Given data Block Start
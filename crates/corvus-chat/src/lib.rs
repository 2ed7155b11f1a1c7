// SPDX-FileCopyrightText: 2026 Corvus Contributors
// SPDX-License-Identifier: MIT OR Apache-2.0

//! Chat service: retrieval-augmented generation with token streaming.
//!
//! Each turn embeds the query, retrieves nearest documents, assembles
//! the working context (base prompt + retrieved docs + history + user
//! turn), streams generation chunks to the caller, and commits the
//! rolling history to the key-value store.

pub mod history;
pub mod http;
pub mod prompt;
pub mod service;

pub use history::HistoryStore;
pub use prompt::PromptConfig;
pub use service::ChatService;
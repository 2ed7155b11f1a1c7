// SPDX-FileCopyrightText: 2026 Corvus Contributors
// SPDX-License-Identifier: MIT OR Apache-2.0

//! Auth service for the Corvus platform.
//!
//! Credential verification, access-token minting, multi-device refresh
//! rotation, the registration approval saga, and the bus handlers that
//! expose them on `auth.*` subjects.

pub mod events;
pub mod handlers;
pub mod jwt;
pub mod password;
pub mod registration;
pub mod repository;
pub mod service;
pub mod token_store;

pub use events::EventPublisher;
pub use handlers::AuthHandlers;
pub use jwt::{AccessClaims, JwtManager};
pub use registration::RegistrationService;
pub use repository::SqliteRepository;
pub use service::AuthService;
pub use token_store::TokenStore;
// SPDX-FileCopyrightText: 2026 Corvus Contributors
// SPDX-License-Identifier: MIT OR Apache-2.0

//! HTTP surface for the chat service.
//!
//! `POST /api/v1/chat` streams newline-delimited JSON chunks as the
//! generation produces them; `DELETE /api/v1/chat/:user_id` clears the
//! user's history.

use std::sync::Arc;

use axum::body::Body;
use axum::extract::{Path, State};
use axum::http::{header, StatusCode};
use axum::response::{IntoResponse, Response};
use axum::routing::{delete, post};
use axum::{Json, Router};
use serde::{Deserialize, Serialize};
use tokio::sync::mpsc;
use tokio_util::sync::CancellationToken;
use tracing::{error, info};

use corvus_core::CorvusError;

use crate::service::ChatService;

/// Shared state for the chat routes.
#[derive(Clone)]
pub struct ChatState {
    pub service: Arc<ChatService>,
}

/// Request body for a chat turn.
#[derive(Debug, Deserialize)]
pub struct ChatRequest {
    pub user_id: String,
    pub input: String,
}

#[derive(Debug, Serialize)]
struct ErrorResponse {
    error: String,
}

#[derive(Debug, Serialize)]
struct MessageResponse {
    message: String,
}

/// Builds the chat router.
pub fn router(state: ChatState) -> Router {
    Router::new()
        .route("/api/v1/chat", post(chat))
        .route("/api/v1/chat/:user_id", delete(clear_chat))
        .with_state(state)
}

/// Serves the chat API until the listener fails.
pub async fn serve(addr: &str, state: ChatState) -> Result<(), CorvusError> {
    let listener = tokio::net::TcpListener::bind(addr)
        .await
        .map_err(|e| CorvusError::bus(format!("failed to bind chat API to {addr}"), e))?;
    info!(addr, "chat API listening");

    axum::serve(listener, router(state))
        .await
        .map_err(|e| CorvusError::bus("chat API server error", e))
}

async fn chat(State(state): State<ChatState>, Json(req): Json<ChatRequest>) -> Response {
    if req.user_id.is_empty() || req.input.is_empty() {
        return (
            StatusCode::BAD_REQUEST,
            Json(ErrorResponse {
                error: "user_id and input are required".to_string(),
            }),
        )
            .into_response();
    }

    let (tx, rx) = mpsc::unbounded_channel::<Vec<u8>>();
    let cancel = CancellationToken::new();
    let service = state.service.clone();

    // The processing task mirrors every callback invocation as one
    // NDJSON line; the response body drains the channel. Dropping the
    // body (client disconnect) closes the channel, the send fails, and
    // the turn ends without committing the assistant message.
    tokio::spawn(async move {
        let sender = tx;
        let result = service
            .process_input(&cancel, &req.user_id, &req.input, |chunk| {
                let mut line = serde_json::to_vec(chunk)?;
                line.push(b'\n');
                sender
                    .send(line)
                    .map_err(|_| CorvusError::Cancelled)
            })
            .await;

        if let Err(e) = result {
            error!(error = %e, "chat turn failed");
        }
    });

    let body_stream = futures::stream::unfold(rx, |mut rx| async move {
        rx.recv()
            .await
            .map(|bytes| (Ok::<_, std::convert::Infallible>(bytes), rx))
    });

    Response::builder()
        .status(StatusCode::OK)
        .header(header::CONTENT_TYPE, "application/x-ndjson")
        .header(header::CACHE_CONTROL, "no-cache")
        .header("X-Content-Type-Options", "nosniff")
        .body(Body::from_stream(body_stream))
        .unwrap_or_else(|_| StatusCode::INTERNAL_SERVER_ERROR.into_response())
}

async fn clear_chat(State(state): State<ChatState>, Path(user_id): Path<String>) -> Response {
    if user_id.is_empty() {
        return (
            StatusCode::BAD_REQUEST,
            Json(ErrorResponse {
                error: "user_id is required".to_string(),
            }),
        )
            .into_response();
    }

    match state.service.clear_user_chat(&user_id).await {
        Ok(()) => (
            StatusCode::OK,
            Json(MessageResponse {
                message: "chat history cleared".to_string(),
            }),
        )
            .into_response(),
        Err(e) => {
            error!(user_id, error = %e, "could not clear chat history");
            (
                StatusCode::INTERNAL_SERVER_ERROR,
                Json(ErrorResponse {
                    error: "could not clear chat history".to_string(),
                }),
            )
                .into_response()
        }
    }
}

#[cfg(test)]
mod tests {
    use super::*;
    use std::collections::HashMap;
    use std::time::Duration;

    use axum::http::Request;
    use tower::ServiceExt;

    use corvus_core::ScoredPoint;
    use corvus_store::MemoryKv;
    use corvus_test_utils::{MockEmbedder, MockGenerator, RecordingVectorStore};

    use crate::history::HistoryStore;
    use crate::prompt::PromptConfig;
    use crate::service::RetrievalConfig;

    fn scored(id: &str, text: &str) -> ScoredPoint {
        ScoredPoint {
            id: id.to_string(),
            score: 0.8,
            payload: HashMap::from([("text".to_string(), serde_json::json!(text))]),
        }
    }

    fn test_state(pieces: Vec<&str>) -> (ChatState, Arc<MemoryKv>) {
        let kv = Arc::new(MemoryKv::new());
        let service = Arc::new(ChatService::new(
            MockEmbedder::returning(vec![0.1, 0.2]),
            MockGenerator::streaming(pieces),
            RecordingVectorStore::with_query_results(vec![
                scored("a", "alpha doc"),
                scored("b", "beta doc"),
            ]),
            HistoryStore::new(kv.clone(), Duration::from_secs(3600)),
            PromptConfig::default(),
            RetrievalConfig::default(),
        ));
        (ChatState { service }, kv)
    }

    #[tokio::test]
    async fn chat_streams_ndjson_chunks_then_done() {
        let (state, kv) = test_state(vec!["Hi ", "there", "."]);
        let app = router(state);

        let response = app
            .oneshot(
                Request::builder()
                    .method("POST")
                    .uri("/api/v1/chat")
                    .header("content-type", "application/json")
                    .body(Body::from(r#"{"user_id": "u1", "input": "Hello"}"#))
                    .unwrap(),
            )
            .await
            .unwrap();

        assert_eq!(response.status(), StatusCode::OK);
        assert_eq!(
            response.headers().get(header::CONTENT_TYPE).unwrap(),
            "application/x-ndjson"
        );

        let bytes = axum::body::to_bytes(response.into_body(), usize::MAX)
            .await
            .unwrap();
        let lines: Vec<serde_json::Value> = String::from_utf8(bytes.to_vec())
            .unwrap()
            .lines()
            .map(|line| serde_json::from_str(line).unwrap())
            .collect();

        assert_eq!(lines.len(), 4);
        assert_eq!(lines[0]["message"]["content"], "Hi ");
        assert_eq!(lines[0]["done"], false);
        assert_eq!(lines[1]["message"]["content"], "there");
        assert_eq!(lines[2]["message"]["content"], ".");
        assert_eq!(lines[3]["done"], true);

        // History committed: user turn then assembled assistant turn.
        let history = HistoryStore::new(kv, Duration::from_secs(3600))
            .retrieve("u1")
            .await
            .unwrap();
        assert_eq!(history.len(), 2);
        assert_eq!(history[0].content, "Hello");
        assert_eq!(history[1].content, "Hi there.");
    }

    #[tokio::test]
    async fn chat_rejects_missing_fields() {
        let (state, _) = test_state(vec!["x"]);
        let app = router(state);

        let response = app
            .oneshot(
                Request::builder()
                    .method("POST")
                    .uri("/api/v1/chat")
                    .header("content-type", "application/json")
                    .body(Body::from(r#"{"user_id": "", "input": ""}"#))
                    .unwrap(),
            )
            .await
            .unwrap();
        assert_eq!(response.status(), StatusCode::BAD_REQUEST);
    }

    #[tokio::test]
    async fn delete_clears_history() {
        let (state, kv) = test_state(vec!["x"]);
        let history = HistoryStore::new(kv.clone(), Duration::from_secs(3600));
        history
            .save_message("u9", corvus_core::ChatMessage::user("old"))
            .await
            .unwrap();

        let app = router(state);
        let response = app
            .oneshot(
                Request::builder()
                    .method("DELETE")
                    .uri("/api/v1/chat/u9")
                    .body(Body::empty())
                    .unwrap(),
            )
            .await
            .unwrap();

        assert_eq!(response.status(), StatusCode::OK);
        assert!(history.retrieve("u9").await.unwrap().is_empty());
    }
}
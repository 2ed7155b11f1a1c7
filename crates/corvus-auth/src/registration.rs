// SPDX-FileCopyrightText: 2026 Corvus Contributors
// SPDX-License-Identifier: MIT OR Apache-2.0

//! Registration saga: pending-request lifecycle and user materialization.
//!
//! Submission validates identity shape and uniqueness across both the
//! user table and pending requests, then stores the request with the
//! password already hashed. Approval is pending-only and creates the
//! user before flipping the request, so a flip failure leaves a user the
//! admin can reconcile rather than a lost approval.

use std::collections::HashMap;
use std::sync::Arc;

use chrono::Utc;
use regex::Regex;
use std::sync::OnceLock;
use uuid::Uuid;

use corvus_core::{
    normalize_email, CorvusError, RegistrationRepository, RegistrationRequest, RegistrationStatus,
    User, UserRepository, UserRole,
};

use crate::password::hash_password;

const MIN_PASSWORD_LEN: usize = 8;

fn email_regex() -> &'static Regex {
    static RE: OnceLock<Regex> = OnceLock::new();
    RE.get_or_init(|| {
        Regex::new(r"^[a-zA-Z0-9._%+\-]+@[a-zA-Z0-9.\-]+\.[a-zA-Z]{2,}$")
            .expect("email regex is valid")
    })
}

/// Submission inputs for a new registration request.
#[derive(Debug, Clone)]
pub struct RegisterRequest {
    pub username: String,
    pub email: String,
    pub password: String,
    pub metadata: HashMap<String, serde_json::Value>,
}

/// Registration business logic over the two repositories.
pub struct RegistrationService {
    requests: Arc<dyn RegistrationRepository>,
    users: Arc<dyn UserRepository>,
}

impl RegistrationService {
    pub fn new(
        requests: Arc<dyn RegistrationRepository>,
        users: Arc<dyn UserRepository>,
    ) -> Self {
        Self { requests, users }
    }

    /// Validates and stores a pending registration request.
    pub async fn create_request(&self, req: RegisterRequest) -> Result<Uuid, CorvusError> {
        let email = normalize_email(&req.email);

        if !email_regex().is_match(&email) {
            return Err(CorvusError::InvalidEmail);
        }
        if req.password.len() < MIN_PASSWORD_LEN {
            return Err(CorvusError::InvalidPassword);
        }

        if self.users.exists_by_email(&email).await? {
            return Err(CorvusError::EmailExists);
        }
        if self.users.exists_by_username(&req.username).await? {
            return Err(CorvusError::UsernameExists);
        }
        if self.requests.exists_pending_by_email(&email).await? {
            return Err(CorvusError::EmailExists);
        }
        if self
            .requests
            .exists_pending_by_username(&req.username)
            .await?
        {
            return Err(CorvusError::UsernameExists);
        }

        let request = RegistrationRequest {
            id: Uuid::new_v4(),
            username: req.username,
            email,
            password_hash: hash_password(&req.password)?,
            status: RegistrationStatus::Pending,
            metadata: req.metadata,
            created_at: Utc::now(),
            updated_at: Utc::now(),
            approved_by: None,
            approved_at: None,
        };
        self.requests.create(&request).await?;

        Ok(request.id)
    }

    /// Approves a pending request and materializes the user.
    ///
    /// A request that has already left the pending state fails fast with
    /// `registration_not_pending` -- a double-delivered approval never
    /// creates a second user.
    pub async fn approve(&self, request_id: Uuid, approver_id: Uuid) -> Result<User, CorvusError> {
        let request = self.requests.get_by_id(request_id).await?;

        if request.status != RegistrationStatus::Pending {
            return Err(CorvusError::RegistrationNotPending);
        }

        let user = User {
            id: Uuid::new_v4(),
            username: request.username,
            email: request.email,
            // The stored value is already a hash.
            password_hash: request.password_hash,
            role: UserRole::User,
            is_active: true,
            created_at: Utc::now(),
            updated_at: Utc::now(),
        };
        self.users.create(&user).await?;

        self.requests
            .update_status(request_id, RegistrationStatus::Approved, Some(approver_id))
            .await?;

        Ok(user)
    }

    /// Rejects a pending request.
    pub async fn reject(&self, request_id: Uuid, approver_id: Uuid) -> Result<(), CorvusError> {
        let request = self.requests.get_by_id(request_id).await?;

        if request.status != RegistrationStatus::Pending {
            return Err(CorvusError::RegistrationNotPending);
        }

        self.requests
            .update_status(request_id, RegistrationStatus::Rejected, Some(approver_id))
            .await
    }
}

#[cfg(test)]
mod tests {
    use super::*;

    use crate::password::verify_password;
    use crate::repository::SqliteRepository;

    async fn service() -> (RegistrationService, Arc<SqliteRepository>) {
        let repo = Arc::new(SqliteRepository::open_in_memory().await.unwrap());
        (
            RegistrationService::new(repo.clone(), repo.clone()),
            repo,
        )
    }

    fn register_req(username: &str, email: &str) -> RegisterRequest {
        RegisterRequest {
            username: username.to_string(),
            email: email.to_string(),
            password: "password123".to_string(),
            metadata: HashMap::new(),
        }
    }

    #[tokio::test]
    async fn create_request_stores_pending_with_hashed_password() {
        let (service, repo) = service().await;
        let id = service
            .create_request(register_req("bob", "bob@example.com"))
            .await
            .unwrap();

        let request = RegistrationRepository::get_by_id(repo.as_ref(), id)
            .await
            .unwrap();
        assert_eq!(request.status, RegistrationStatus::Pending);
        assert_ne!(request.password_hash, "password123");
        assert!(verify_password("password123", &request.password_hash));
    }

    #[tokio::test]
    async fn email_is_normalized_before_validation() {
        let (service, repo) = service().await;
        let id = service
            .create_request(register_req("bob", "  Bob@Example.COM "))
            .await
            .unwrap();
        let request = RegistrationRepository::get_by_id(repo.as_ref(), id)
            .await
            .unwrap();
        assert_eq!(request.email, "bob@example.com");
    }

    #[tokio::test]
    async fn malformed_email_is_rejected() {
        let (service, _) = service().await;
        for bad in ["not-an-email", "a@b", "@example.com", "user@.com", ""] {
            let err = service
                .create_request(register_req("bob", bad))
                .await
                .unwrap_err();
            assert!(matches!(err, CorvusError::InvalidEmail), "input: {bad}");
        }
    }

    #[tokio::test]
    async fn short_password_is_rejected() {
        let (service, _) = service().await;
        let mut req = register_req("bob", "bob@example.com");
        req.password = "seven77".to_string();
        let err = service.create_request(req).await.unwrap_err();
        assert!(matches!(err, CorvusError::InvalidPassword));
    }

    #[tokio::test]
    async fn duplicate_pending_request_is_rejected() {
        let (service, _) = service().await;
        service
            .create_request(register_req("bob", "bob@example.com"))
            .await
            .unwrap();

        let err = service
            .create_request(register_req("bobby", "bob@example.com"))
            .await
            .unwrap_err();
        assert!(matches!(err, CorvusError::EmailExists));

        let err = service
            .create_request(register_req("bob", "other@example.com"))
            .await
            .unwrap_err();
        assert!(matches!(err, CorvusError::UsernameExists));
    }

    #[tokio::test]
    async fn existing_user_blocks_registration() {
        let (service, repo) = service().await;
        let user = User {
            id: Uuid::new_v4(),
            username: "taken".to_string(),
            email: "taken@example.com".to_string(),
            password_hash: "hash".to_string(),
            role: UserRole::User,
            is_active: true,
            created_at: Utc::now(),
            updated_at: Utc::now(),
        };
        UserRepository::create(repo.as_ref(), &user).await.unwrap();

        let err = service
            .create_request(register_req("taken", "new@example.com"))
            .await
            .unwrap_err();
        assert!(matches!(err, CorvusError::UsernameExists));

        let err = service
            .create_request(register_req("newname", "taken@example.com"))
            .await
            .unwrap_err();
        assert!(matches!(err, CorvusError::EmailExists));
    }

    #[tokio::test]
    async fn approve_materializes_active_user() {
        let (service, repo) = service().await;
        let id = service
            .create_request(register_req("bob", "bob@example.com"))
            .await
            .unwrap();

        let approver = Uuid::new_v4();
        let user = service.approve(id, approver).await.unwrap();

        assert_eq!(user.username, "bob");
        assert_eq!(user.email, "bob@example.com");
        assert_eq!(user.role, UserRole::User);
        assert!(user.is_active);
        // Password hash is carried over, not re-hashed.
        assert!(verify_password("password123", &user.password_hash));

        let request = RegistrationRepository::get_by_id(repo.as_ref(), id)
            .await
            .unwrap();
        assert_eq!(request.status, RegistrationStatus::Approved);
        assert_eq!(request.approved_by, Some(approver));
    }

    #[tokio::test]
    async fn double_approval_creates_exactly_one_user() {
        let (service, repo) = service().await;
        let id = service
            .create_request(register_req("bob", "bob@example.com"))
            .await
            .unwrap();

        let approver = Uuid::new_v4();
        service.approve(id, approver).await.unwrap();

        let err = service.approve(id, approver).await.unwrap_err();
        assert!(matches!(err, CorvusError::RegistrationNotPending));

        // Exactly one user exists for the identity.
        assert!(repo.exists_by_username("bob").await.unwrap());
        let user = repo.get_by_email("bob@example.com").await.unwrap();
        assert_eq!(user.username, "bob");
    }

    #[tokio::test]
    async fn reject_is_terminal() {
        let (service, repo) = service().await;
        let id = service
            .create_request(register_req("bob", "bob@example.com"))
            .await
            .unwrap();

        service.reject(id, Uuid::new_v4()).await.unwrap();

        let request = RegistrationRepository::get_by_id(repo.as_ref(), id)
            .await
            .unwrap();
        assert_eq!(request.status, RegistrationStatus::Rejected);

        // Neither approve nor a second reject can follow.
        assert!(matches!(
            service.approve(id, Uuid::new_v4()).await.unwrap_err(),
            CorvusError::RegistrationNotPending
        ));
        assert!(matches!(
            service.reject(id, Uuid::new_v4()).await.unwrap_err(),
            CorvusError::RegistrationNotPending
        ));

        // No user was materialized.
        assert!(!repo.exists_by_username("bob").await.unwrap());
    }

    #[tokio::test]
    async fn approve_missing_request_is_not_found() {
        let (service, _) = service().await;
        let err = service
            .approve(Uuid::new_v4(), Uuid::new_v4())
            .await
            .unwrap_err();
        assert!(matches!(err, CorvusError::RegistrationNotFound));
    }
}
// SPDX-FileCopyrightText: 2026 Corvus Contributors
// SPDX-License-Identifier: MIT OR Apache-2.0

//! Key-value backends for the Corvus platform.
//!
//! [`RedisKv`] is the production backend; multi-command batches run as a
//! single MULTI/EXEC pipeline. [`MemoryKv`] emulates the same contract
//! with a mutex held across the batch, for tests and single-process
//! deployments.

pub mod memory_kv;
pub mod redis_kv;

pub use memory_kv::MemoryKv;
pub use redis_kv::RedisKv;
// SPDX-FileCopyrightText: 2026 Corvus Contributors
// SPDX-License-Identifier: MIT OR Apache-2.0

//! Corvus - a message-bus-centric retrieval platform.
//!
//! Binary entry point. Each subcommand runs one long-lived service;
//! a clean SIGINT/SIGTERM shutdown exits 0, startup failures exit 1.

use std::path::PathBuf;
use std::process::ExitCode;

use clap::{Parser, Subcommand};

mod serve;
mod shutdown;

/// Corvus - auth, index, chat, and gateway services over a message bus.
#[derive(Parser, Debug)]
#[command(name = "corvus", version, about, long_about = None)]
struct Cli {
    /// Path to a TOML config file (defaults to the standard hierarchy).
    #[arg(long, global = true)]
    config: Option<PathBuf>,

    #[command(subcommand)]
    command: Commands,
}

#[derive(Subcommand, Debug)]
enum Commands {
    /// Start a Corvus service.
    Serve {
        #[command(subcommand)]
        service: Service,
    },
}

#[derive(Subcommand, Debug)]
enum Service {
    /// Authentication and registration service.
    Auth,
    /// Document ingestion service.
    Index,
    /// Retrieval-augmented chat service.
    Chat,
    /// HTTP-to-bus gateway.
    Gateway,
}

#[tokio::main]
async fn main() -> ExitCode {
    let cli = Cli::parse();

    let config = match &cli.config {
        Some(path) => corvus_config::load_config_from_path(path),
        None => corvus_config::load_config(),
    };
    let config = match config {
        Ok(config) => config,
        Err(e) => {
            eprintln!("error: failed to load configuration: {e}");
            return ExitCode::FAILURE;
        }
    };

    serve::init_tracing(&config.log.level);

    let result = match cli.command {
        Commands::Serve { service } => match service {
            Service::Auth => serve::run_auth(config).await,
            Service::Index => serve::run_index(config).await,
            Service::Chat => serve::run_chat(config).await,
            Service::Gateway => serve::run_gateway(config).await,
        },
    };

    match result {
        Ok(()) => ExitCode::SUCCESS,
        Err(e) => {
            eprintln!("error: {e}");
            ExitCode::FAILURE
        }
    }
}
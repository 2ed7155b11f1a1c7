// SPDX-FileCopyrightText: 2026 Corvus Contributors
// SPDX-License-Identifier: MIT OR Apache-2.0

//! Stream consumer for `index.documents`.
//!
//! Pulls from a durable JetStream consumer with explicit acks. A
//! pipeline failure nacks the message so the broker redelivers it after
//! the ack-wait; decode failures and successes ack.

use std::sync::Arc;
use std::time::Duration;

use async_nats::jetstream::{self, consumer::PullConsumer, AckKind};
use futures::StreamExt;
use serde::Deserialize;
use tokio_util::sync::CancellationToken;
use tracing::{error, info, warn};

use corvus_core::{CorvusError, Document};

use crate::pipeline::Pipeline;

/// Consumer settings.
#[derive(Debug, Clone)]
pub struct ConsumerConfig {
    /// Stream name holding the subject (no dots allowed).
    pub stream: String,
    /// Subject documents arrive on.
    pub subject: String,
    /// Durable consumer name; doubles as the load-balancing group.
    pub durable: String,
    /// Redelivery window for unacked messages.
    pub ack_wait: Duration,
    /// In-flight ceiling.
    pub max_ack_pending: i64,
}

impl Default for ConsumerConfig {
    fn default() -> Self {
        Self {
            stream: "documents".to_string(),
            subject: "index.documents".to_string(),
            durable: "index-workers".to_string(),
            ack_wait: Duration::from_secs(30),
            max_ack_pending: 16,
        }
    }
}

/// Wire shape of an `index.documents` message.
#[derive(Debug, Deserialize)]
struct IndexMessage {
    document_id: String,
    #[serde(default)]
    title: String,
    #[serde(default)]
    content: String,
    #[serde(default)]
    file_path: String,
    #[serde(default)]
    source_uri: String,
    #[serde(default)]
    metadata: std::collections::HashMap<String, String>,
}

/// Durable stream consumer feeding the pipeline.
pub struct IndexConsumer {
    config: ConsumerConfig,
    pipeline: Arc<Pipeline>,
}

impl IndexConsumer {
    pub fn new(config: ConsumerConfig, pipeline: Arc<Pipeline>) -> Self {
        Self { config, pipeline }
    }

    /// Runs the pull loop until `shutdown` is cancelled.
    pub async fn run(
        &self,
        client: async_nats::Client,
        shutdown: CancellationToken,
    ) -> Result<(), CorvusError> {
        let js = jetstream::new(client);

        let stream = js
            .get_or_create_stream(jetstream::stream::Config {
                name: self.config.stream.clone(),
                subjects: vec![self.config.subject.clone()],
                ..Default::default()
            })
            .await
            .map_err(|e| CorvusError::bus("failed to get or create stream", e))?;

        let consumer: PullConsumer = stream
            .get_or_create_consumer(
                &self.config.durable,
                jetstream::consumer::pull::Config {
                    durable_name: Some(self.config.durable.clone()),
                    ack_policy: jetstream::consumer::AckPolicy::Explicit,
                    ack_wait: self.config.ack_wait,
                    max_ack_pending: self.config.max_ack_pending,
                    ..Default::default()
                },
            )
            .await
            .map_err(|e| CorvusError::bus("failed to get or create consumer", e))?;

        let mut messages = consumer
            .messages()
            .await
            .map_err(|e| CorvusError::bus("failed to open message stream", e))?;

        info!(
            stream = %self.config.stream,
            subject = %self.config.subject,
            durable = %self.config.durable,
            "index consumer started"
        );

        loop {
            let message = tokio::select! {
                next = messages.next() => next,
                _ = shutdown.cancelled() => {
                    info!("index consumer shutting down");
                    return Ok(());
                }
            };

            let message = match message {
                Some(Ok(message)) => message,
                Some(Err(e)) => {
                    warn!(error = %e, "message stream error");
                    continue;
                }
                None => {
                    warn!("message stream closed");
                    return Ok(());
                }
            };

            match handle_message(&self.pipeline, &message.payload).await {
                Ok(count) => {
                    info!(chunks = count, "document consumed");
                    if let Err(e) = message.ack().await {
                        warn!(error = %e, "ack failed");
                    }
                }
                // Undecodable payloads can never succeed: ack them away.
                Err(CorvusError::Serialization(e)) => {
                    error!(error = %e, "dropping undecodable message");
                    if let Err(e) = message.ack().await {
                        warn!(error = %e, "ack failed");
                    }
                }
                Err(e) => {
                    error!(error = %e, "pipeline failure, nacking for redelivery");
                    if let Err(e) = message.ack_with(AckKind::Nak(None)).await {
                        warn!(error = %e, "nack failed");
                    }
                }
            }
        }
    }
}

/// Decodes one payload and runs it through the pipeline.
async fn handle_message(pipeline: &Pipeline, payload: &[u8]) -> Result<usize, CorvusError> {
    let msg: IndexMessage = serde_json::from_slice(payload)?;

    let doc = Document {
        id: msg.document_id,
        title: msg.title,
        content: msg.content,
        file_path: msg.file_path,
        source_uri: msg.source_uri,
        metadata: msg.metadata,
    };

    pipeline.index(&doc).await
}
Given data Block End
_Task to carry out_
With the first line being the one containing "a message bus." and the last line the one containing "the standard hierarchy).", transcribe exactly the lines above that fall in that range.

_Result_
/// Corvus - auth, index, chat, and gateway services over a message bus.
#[derive(Parser, Debug)]
#[command(name = "corvus", version, about, long_about = None)]
struct Cli {
    /// Path to a TOML config file (defaults to the standard hierarchy).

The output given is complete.